### Supplied data
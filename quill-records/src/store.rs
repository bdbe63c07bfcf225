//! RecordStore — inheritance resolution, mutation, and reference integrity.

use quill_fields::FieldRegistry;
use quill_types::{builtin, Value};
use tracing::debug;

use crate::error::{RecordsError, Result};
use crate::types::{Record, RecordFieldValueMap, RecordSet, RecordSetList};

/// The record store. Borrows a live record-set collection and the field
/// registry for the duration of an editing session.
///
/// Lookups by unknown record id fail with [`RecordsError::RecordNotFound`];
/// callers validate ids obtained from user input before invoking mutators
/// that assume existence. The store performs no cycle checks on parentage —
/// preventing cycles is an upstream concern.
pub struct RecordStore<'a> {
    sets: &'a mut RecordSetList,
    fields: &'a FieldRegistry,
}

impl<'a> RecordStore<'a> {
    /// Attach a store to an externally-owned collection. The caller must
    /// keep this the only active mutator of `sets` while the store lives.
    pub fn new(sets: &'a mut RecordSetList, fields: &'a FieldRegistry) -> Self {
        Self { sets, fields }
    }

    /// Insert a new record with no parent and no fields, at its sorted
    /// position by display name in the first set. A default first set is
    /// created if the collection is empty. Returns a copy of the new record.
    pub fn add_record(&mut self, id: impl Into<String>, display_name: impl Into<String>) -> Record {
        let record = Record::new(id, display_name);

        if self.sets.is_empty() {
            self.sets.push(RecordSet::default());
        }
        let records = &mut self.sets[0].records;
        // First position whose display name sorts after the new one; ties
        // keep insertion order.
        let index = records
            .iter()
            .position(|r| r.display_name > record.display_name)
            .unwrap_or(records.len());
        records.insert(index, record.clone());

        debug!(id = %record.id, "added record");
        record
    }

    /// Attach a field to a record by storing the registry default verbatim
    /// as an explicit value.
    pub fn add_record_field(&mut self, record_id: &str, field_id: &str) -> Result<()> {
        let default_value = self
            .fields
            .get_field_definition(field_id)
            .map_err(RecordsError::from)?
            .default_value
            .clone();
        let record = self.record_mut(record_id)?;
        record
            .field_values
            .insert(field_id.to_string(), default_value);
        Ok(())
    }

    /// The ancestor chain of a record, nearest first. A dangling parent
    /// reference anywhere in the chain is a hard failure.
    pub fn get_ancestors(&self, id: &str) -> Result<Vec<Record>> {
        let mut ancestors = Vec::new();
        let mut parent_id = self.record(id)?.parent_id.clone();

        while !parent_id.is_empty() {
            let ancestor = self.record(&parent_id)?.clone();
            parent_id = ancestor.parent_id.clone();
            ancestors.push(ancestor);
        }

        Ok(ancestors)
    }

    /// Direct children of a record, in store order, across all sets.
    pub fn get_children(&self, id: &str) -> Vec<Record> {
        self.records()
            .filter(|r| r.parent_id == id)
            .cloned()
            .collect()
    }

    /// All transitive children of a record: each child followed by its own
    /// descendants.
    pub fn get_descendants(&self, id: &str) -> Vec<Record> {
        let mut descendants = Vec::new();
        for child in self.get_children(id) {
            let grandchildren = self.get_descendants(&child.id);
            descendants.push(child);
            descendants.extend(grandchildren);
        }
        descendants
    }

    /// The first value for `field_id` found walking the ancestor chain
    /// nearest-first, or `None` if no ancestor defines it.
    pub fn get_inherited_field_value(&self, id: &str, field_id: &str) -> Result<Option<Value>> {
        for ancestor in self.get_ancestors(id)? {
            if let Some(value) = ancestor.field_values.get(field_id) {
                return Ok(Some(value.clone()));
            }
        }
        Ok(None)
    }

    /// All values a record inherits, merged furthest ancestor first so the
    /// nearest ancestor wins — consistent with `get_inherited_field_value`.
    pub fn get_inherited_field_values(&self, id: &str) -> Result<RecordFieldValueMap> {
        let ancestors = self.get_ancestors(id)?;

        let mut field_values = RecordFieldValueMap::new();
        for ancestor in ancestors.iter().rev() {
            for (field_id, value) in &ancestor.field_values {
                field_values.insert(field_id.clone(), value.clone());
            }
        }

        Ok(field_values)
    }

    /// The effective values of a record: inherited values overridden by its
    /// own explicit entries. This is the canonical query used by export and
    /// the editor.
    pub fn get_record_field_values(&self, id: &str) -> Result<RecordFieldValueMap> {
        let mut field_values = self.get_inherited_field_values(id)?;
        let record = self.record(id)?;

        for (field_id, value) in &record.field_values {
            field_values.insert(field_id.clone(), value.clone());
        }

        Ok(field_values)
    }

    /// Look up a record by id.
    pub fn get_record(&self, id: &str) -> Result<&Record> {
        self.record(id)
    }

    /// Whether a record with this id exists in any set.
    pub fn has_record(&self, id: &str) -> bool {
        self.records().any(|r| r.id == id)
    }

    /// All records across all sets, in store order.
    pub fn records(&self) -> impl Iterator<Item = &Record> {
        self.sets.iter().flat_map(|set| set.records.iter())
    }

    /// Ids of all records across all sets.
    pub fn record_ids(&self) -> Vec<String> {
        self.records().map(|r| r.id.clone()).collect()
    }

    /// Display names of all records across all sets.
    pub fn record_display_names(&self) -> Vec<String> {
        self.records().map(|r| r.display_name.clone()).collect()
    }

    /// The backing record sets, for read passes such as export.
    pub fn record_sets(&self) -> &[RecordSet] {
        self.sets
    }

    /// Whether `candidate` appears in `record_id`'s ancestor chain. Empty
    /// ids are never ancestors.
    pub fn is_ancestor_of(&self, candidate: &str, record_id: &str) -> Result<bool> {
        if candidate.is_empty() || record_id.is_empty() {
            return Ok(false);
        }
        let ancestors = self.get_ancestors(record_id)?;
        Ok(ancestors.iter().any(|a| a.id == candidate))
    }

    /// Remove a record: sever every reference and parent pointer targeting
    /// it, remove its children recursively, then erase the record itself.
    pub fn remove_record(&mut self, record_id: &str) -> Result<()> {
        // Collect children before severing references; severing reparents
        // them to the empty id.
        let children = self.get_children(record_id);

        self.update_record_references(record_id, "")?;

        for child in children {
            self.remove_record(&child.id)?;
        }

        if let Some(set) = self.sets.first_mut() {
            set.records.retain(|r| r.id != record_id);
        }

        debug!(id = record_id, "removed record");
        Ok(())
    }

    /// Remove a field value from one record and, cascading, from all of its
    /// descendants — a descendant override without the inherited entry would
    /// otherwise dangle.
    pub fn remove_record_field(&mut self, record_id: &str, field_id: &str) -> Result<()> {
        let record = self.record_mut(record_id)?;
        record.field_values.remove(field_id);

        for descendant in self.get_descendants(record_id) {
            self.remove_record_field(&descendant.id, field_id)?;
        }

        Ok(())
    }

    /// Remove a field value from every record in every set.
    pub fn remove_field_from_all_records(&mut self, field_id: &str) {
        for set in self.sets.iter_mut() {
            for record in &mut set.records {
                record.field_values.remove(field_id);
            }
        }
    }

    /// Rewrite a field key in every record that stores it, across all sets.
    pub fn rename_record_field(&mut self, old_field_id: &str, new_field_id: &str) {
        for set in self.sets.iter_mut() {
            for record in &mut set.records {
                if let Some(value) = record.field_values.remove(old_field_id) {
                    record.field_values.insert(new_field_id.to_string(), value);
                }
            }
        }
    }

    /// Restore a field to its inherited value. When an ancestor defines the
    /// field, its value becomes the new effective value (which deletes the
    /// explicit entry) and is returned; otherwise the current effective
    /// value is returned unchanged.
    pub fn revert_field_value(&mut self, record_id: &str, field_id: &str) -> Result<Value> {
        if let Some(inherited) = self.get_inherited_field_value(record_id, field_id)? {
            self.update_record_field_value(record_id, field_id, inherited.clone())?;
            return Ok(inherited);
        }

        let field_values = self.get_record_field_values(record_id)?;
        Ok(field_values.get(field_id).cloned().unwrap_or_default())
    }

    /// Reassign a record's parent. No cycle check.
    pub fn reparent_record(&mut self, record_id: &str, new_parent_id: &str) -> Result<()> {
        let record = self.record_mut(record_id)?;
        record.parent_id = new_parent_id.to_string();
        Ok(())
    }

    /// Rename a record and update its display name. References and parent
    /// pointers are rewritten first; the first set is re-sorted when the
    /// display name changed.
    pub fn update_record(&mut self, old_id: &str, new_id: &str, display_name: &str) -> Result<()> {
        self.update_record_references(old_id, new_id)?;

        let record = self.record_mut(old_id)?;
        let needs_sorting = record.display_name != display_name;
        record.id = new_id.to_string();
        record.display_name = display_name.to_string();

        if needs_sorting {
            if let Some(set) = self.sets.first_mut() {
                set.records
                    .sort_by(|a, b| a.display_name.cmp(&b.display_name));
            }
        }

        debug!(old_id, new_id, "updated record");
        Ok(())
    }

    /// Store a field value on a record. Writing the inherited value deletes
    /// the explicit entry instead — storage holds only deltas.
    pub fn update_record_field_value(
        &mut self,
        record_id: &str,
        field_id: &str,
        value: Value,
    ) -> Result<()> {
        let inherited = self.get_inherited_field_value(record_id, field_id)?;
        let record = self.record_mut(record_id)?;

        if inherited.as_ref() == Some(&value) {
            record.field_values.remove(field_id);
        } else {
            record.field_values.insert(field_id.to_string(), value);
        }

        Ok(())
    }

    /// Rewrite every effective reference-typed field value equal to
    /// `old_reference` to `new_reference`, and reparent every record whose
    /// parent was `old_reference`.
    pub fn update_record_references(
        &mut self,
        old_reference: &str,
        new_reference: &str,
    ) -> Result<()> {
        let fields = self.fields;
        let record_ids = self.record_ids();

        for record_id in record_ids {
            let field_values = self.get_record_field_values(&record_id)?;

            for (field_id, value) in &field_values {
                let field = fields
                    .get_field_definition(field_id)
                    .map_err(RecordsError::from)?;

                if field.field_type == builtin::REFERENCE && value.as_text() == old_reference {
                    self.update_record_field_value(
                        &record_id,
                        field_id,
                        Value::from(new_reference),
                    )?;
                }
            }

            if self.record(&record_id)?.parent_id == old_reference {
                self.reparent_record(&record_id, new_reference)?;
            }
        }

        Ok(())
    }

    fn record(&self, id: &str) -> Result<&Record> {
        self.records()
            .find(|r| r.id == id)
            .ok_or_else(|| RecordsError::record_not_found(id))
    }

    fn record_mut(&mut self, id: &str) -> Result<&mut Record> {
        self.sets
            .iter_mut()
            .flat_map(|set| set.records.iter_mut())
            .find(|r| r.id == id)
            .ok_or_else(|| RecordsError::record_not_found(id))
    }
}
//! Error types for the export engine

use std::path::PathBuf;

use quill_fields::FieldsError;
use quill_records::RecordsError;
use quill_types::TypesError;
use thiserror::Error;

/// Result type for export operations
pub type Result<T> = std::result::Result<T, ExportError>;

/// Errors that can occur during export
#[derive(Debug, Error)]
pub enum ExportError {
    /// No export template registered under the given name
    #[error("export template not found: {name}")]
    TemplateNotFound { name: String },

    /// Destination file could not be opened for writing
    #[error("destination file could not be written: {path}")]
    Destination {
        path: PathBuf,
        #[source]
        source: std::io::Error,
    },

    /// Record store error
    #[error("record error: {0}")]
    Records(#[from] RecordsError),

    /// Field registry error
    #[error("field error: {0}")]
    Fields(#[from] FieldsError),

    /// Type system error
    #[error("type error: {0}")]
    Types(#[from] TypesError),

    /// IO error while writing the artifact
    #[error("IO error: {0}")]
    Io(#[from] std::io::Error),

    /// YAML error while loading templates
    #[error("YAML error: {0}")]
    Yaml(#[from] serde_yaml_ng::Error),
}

==

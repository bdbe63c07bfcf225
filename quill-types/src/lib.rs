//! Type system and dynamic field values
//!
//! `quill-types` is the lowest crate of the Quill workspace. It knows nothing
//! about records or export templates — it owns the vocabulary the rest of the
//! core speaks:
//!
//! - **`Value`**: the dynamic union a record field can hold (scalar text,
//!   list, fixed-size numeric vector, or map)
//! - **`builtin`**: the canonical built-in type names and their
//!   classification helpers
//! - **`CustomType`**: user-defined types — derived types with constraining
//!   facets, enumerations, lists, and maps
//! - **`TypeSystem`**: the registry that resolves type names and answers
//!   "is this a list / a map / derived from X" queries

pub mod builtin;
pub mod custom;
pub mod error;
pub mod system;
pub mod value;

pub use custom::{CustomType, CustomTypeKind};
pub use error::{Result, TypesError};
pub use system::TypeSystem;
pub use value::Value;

### Task goal
Look through the data above and return each line where the string "cloned" occurs.

### Response box
            .cloned()
        Ok(field_values.get(field_id).cloned().unwrap_or_default())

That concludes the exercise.